**Assignment**
Look for the word "shims" in the material below, then report each line where it occurs.

----- Excerpted data -----

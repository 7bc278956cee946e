//! Workspace facade crate.
//!
//! Re-exports the player core so hosts can depend on `player-workspace`
//! alone. The `desktop-shims` feature (on by default) adds the SQLite
//! settings store from `bridge-desktop`.

pub use bridge_traits as bridge;
pub use core_playback as playback;
pub use core_runtime as runtime;

pub use core_playback::{PlaybackError, PlaybackModel};
pub use core_runtime::config::{PlayerConfig, PlayerSettings};
pub use core_runtime::events::{EventKind, PlayerEvent};

#[cfg(feature = "desktop-shims")]
pub use bridge_desktop::SqliteSettingsStore;
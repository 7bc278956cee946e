//! # Desktop Bridge Implementations
//!
//! Default implementations of bridge traits for desktop platforms
//! (macOS, Windows, Linux).
//!
//! ## Overview
//!
//! - `SettingsStore` using a SQLite-backed key-value store, so the player's
//!   volume and mute preferences survive restarts
//!
//! ## Usage
//!
//! ```ignore
//! use bridge_desktop::SqliteSettingsStore;
//! use std::sync::Arc;
//!
//! #[tokio::main]
//! async fn main() {
//!     let store = SqliteSettingsStore::open_default("player").await.unwrap();
//!     let config = PlayerConfig::builder()
//!         .settings_store(Arc::new(store))
//!         // ...
//!         ;
//! }
//! ```

mod settings;

pub use settings::SqliteSettingsStore;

-----

**The answer**
//! alone. The `desktop-shims` feature (on by default) adds the SQLite
#[cfg(feature = "desktop-shims")]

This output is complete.